Opening our collective mind


In the course of sharing my last blog post with anyone who would listen, I summarized the theme (freedom of religion in the context of the proposed Muslim community center in lower Manhattan) to a friend and neighbor.  He’s a rational conservative, and we agree on a good many things.  At the end of my synopsis – and we were sitting with a third neighbor and friend on our commute home – the first fellow acknowledged my points.

Still, he said to me, you have to concede that there’s a “dick factor” in putting a Muslim place of worship so close to the former WTC site.  The train had reached our stop and we were heading our separate ways, so I didn’t really respond.  I’m not sure I knew then what to say. Actually, I’m still not sure.  (I have at least a dozen possible replies, in varying degrees of snark.)

My original reason for starting this blog was, and remains, to provide responses to many of the contentions that don’t make sense to me.  Not “gotcha” comebacks, as tempting as those can be, but reasoned and clear explanations for the positions I hold or reject, the public figures I support or oppose, the ideals I cherish or dismiss. And yes, arguments to change people’s minds – or at least realize that there is merit in a contrary viewpoint.

This comes from several sources within me.  I was raised in a Republican family. That was our label as much as was, at the time, Episcopalian.  I was never baptized into either faith.  The first time I was in a church, I’m reasonably sure, was at my oldest brother’s wedding.

I was as cognizant of politics as I was of Genesis and Deuteronomy – nil – but that label stuck nonetheless.  Politics was harder to dodge than religion. I ditched the GOP designation, though, when I started paying attention.  The people, public and private, whose values I admired were not Republicans; they were liberals.  So I did something remarkable: I changed my mind.

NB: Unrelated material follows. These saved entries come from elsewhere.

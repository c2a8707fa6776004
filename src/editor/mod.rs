//! Editor: the application state and all editing operations.

mod clipboard;
mod file_ops;
mod input;
mod movement;
mod render;
mod search_ops;
mod undo;

use crate::buffer::Buffer;
use crate::config::Settings;
use crate::highlight::{Highlighter, PYTHON};
use crate::search::SearchOptions;
use crate::types::{Calltip, EditOperation, Pos, Prompt, StatusMsg, UndoEntry};
use anyhow::{Context, Result};
use std::fs;
use std::path::PathBuf;
use std::time::{Duration, Instant};

/// Find/replace state that outlives a single prompt: the last query, the
/// active flags, the last replacement, and the interactive replace session.
#[derive(Default)]
pub(crate) struct FindState {
    pub query: String,
    pub opts: SearchOptions,
    pub replacement: String,
    /// Number of replacements made so far in the running replace session;
    /// `None` when no session is active.
    pub session: Option<usize>,
}

/// The top-level application state.
///
/// `Editor` owns the document, the cursor/selection, the undo history, and
/// the UI bookkeeping (prompt, status message, calltip popup, scrolling).
/// The pure editing rules live in their own modules; this struct wires
/// keystrokes to them and applies the results to the buffer.
pub struct Editor {
    /// The editable document (lines of text + modified flag).
    pub buf: Buffer,

    /// Cursor position (0-based line, 0-based char column).
    pub cursor: Pos,

    /// Selection anchor. If `Some`, the selection runs from the anchor to
    /// `cursor`; if `None`, there is no selection.
    pub anchor: Option<Pos>,

    /// Viewport scroll position. In word-wrap mode `scroll_y` counts screen
    /// rows; otherwise it counts buffer lines.
    pub scroll_y: usize,
    pub scroll_x: usize,

    /// Path we'll save to. `None` until the buffer is associated with a file.
    pub file_path: Option<PathBuf>,

    /// Persisted settings (theme, calltips, word wrap).
    pub(crate) settings: Settings,

    /// Syntax highlighting rules + per-line span cache.
    pub(crate) highlighter: Highlighter,

    /// Optional bottom-line prompt (open/save/find/replace/goto).
    pub(crate) prompt: Option<Prompt>,

    /// Short-lived status message shown in the status bar.
    pub(crate) status: Option<StatusMsg>,

    /// Active calltip popup, expired from `tick()`.
    pub(crate) calltip: Option<Calltip>,

    /// Tracks quit-confirmation timing when the buffer is modified.
    pub(crate) last_quit_hint: Option<Instant>,

    /// Undo and redo stacks; each entry is one user-visible action.
    pub(crate) undo: Vec<UndoEntry>,
    pub(crate) redo: Vec<UndoEntry>,

    /// Clipboard access. Can be unavailable in headless terminals.
    pub(crate) clipboard: Option<arboard::Clipboard>,

    /// Find/replace state.
    pub(crate) find: FindState,

    /// Whether the screen needs to be redrawn.
    pub(crate) needs_redraw: bool,

    /// Whether word wrapping is enabled (mirrors the setting).
    pub word_wrap: bool,
}

impl Editor {
    /// Create a new editor, optionally opening the path from the command line.
    ///
    /// A path that does not exist yet is kept as the save target and the
    /// buffer starts empty, so `sypad new_file.py` works as expected.
    pub fn new(path: Option<PathBuf>, settings: Settings) -> Result<Self> {
        let mut buf = Buffer::new();
        let mut file_path = None;

        if let Some(p) = path {
            if p.exists() {
                let s = fs::read_to_string(&p)
                    .with_context(|| format!("Failed to read file: {}", p.display()))?;
                buf = Buffer::from_string(&s);
                file_path = Some(p);
            } else {
                file_path = Some(p);
            }
        }

        // Best effort: arboard can fail in headless or unusual terminals.
        let clipboard = arboard::Clipboard::new().ok();
        let word_wrap = settings.word_wrap;

        let mut ed = Self {
            buf,
            cursor: Pos { y: 0, x: 0 },
            anchor: None,
            scroll_y: 0,
            scroll_x: 0,
            file_path,
            settings,
            highlighter: Highlighter::new(&PYTHON),
            prompt: None,
            status: None,
            calltip: None,
            last_quit_hint: None,
            undo: vec![],
            redo: vec![],
            clipboard,
            find: FindState::default(),
            needs_redraw: true,
            word_wrap,
        };
        ed.set_status("Ctrl+S save • Ctrl+F find • Ctrl+H replace • Ctrl+Q quit", Duration::from_secs(4));
        Ok(ed)
    }

    /// Mark that the screen needs to be redrawn.
    pub(crate) fn mark_redraw(&mut self) {
        self.needs_redraw = true;
    }

    /// Show a message in the status bar for `ttl`.
    pub(crate) fn set_status(&mut self, msg: impl Into<String>, ttl: Duration) {
        self.status = Some(StatusMsg { text: msg.into(), until: Instant::now() + ttl });
        self.mark_redraw();
    }

    /// Periodic updates when no input arrives: expire the status message
    /// and the calltip popup once their deadlines pass.
    pub fn tick(&mut self) {
        let now = Instant::now();
        if self.status.as_ref().is_some_and(|st| now >= st.until) {
            self.status = None;
            self.mark_redraw();
        }
        if self.calltip.as_ref().is_some_and(|ct| now >= ct.until) {
            self.calltip = None;
            self.mark_redraw();
        }
    }

    /// Called when the terminal is resized.
    pub fn on_resize(&mut self) {
        self.mark_redraw();
        self.ensure_visible();
    }

    // ==================== selection ====================

    /// The normalized selection range `(start, end)`, `start <= end`.
    pub fn selection_range(&self) -> Option<(Pos, Pos)> {
        let a = self.anchor?;
        if a == self.cursor {
            None
        } else if a <= self.cursor {
            Some((a, self.cursor))
        } else {
            Some((self.cursor, a))
        }
    }

    /// Clear any selection (cursor stays put).
    pub(crate) fn clear_selection(&mut self) {
        if self.anchor.is_some() {
            self.anchor = None;
            self.mark_redraw();
        }
    }

    /// Select the entire buffer.
    pub(crate) fn select_all(&mut self) {
        self.anchor = Some(Pos { y: 0, x: 0 });
        self.cursor = self.buf.end_pos();
        self.mark_redraw();
    }

    /// The selected text, empty when nothing is selected.
    pub(crate) fn selected_text(&self) -> String {
        self.selection_range()
            .map(|(a, b)| self.buf.text_of_range(a, b))
            .unwrap_or_default()
    }

    // ==================== edit transactions ====================

    /// Every mutation of the buffer goes through a transaction so that one
    /// user action lands as one undo entry, however many inserts and
    /// deletes it needs.
    pub(crate) fn begin_tx(&self) -> EditTx {
        EditTx {
            ops: Vec::new(),
            cursor_before: self.cursor,
            anchor_before: self.anchor,
        }
    }

    /// Insert `text` at `pos` within a transaction; returns the end position.
    pub(crate) fn tx_insert(&mut self, tx: &mut EditTx, pos: Pos, text: &str) -> Pos {
        let end = self.buf.insert_text(pos, text);
        if end.y == pos.y {
            self.highlighter.invalidate_line(pos.y);
        } else {
            self.highlighter.invalidate_all();
        }
        tx.ops.push(EditOperation::Insert { pos, text: text.to_string() });
        end
    }

    /// Delete `a..b` within a transaction; returns the removed text.
    pub(crate) fn tx_delete(&mut self, tx: &mut EditTx, a: Pos, b: Pos) -> String {
        let removed = self.buf.remove_range(a, b);
        if a.y == b.y {
            self.highlighter.invalidate_line(a.y);
        } else {
            self.highlighter.invalidate_all();
        }
        tx.ops.push(EditOperation::Delete { start: a, deleted_text: removed.clone() });
        removed
    }

    /// Push the finished transaction onto the undo stack.
    pub(crate) fn commit_tx(&mut self, tx: EditTx) {
        if tx.ops.is_empty() {
            return;
        }
        const CAP: usize = 1000;
        self.undo.push(UndoEntry {
            ops: tx.ops,
            cursor_before: tx.cursor_before,
            anchor_before: tx.anchor_before,
        });
        if self.undo.len() > CAP {
            self.undo.drain(0..(self.undo.len() - CAP));
        }
        self.redo.clear();
        self.mark_redraw();
    }

    /// Replace the selection with `text`, or insert at the cursor when
    /// nothing is selected. One undo entry either way.
    pub(crate) fn insert_over_selection(&mut self, text: &str) {
        let mut tx = self.begin_tx();
        if let Some((a, b)) = self.selection_range() {
            self.tx_delete(&mut tx, a, b);
            self.cursor = a;
            self.anchor = None;
        }
        self.cursor = self.tx_insert(&mut tx, self.cursor, text);
        self.commit_tx(tx);
    }

    // ==================== quitting ====================

    /// Quit, demanding a second Ctrl+Q within two seconds when the buffer
    /// has unsaved changes.
    pub(crate) fn try_quit(&mut self) -> bool {
        if !self.buf.modified {
            return true;
        }
        let now = Instant::now();
        if let Some(t) = self.last_quit_hint {
            if now.duration_since(t) <= Duration::from_secs(2) {
                return true;
            }
        }
        self.last_quit_hint = Some(now);
        self.set_status("Unsaved changes! Press Ctrl+Q again to quit.", Duration::from_secs(2));
        false
    }
}

/// An in-progress undo transaction. See [`Editor::begin_tx`].
pub(crate) struct EditTx {
    ops: Vec<EditOperation>,
    cursor_before: Pos,
    anchor_before: Option<Pos>,
}

#[cfg(test)]
mod tests {
    use super::*;

    pub(crate) fn editor_with(text: &str) -> Editor {
        let mut ed = Editor::new(None, Settings::default()).unwrap();
        ed.buf = Buffer::from_string(text);
        ed.buf.modified = false;
        ed
    }

    #[test]
    fn selection_range_normalizes_direction() {
        let mut ed = editor_with("hello");
        ed.anchor = Some(Pos { y: 0, x: 4 });
        ed.cursor = Pos { y: 0, x: 1 };
        assert_eq!(
            ed.selection_range(),
            Some((Pos { y: 0, x: 1 }, Pos { y: 0, x: 4 }))
        );
    }

    #[test]
    fn empty_selection_is_none() {
        let mut ed = editor_with("hello");
        ed.anchor = Some(ed.cursor);
        assert_eq!(ed.selection_range(), None);
    }

    #[test]
    fn insert_over_selection_is_one_undo_entry() {
        let mut ed = editor_with("hello world");
        ed.anchor = Some(Pos { y: 0, x: 0 });
        ed.cursor = Pos { y: 0, x: 5 };
        ed.insert_over_selection("goodbye");
        assert_eq!(ed.buf.line(0), "goodbye world");
        assert_eq!(ed.undo.len(), 1);
        assert_eq!(ed.undo[0].ops.len(), 2);
    }

    #[test]
    fn select_all_spans_document() {
        let mut ed = editor_with("ab\ncd");
        ed.select_all();
        assert_eq!(ed.selected_text(), "ab\ncd");
    }

    #[test]
    fn tick_expires_calltip() {
        let mut ed = editor_with("");
        ed.calltip = Some(Calltip {
            text: "len(obj, /)".into(),
            anchor: Pos { y: 0, x: 0 },
            until: Instant::now() - Duration::from_millis(1),
        });
        ed.tick();
        assert!(ed.calltip.is_none());
    }
}
//! `sypad` — a small syntax-highlighting code pad for the terminal.
//!
//! ## Reading guide (high level architecture)
//! - **`main()` / `run()`**: sets up the terminal and runs the input/render loop.
//! - **`terminal::TerminalGuard`**: raw mode + alternate screen, restored on exit.
//! - **`buffer::Buffer`**: the document model (lines of text) and low-level edits.
//! - **`editor::Editor`**: application state, key handling, rendering, prompts,
//!   undo/redo. Thin adapter over the pure editing modules:
//! - **`indent` / `edit` / `highlight` / `search` / `calltips`**: the editing
//!   rules themselves: indentation, bracket pairing, syntax spans,
//!   find/replace scanning, and the builtin calltip registry.
//! - **`config` / `theme`**: persisted settings and the two color palettes.

mod buffer;
mod calltips;
mod config;
mod edit;
mod editor;
mod highlight;
mod indent;
mod search;
mod terminal;
mod theme;
mod types;
mod utils;

use anyhow::Result;
use config::Settings;
use crossterm::event::{self, Event, KeyEventKind};
use editor::Editor;
use std::io;
use std::time::Duration;
use terminal::TerminalGuard;

fn main() {
    if let Err(e) = run() {
        eprintln!("Error: {:?}", e);
        std::process::exit(1);
    }
}

/// Parse arguments, set up the terminal, and loop: render → read input →
/// update state.
fn run() -> Result<()> {
    let args: Vec<String> = std::env::args().collect();

    let mut file_to_open = None;
    if args.len() > 1 {
        match args[1].as_str() {
            "-h" | "--help" => {
                println!("sypad — a small syntax-highlighting code pad");
                println!();
                println!("USAGE:");
                println!("    sypad [FILE]         Open a file (created on first save)");
                println!("    sypad -h, --help     Show this help message");
                println!("    sypad -v, --version  Show version information");
                println!();
                println!("KEYBINDINGS:");
                println!("    Ctrl+S               Save   (Ctrl+O open, Ctrl+Q quit)");
                println!("    Ctrl+F / F3          Find / repeat find");
                println!("    Ctrl+H               Replace (interactive)");
                println!("    Ctrl+G               Go to line");
                println!("    Ctrl+Space           Calltip for the name before the cursor");
                println!("    Tab / Shift+Tab      Indent / unindent");
                println!("    Alt+T / Alt+K / Alt+W  Theme / calltips / word wrap");
                return Ok(());
            }
            "-v" | "--version" => {
                println!("sypad v{}", env!("CARGO_PKG_VERSION"));
                return Ok(());
            }
            flag if flag.starts_with('-') => {
                eprintln!("Error: Unknown flag '{}'", flag);
                eprintln!("Try 'sypad --help' for more information.");
                std::process::exit(1);
            }
            path => {
                file_to_open = Some(std::path::PathBuf::from(path));
            }
        }
    }

    // Settings load silently falls back to defaults on any problem.
    let settings = Settings::load();

    let mut stdout = io::stdout();
    let _term = TerminalGuard::new(&mut stdout)?;

    let mut editor = Editor::new(file_to_open, settings)?;

    loop {
        editor.render(&mut stdout)?;

        // Poll so time-based UI (status messages, calltip auto-hide) can
        // expire without input.
        if event::poll(Duration::from_millis(50))? {
            match event::read()? {
                Event::Key(key) => {
                    if key.kind != KeyEventKind::Press {
                        continue;
                    }
                    if editor.handle_key(key)? {
                        break;
                    }
                }
                Event::Resize(_, _) => {
                    editor.on_resize();
                }
                _ => {}
            }
        } else {
            editor.tick();
        }
    }

    Ok(())
}
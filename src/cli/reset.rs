//! CLI `reset` command: delete every word after user confirmation.

use anyhow::{bail, Result};

use glossa::config::GlossaConfig;

/// Delete the whole dictionary after user confirmation.
pub fn reset(config: &GlossaConfig) -> Result<()> {
    let db_path = config.resolved_db_path();

    println!("WARNING: This will permanently delete ALL words and their review schedules.");
    println!("Database: {}", db_path.display());
    println!();

    let confirmed = super::prompt_line("Type YES to confirm: ")?;
    if confirmed.as_deref() != Some("YES") {
        bail!("reset cancelled");
    }

    let mut store = super::open_store(config)?;
    store.clear()?;

    println!("All words deleted. Dictionary reset complete.");
    Ok(())
}
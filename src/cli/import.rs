use anyhow::{Context, Result};
use indicatif::{ProgressBar, ProgressStyle};
use std::path::Path;

use glossa::config::GlossaConfig;
use glossa::dictionary::transfer::{decode_import_record, read_import};
use glossa::dictionary::types::now_millis;

/// Import words from a JSON file produced by `glossa export` (or a bare
/// array of records).
///
/// Words already in the dictionary are merged: meanings are appended, usage
/// counts summed, and the existing review schedule is kept.
pub fn import(config: &GlossaConfig, file: &Path) -> Result<()> {
    let json = std::fs::read_to_string(file)
        .with_context(|| format!("failed to read import file: {}", file.display()))?;

    let records = read_import(&json)?;
    let mut store = super::open_store(config)?;
    let now = now_millis();

    println!("Importing {} records...", records.len());

    let pb = ProgressBar::new(records.len() as u64);
    pb.set_style(
        ProgressStyle::default_bar()
            .template("  {bar:40.cyan/blue} {pos}/{len}")
            .context("invalid progress template")?
            .progress_chars("##-"),
    );

    let mut entries = Vec::with_capacity(records.len());
    let mut skipped = 0u64;
    for record in &records {
        match decode_import_record(record, now) {
            Ok(entry) => entries.push(entry),
            Err(e) => {
                tracing::warn!(error = %format!("{e:#}"), "skipping import record");
                skipped += 1;
            }
        }
        pb.inc(1);
    }
    pb.finish_and_clear();

    let report = store.import_entries(entries)?;

    println!("Import complete:");
    println!("  Words imported: {}", report.imported);
    println!("  Words merged:   {} (already known)", report.merged);
    if skipped > 0 {
        println!("  Skipped:        {skipped} (unreadable)");
    }

    Ok(())
}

It’s remarkable not in the sense of being incredible; it’s remarkable in that I’m remarking upon it. Really. It’s not difficult.  It is, however, fairly uncommon, in terms of political affiliation.  (Politicians do it to keep their jobs; that doesn’t really count, in my book.) 

So, I’ll address the notion of the “dick factor” privately and directly.  But publicly, in this blog, I will try to address the divisive nonsense being spewed by people who value greed over decency, hatred over community, bigotry over compassion. In the process, I hope to deliver enough information and insights that we can start help people see a little better, and maybe change some minds in the process.

The important thing is not one viewpoint triumphing over another. It’s restoring reasoned and reasonable conversations about stuff that really matters, and making sure that discourse douses the flamers who seek only to divide and exploit.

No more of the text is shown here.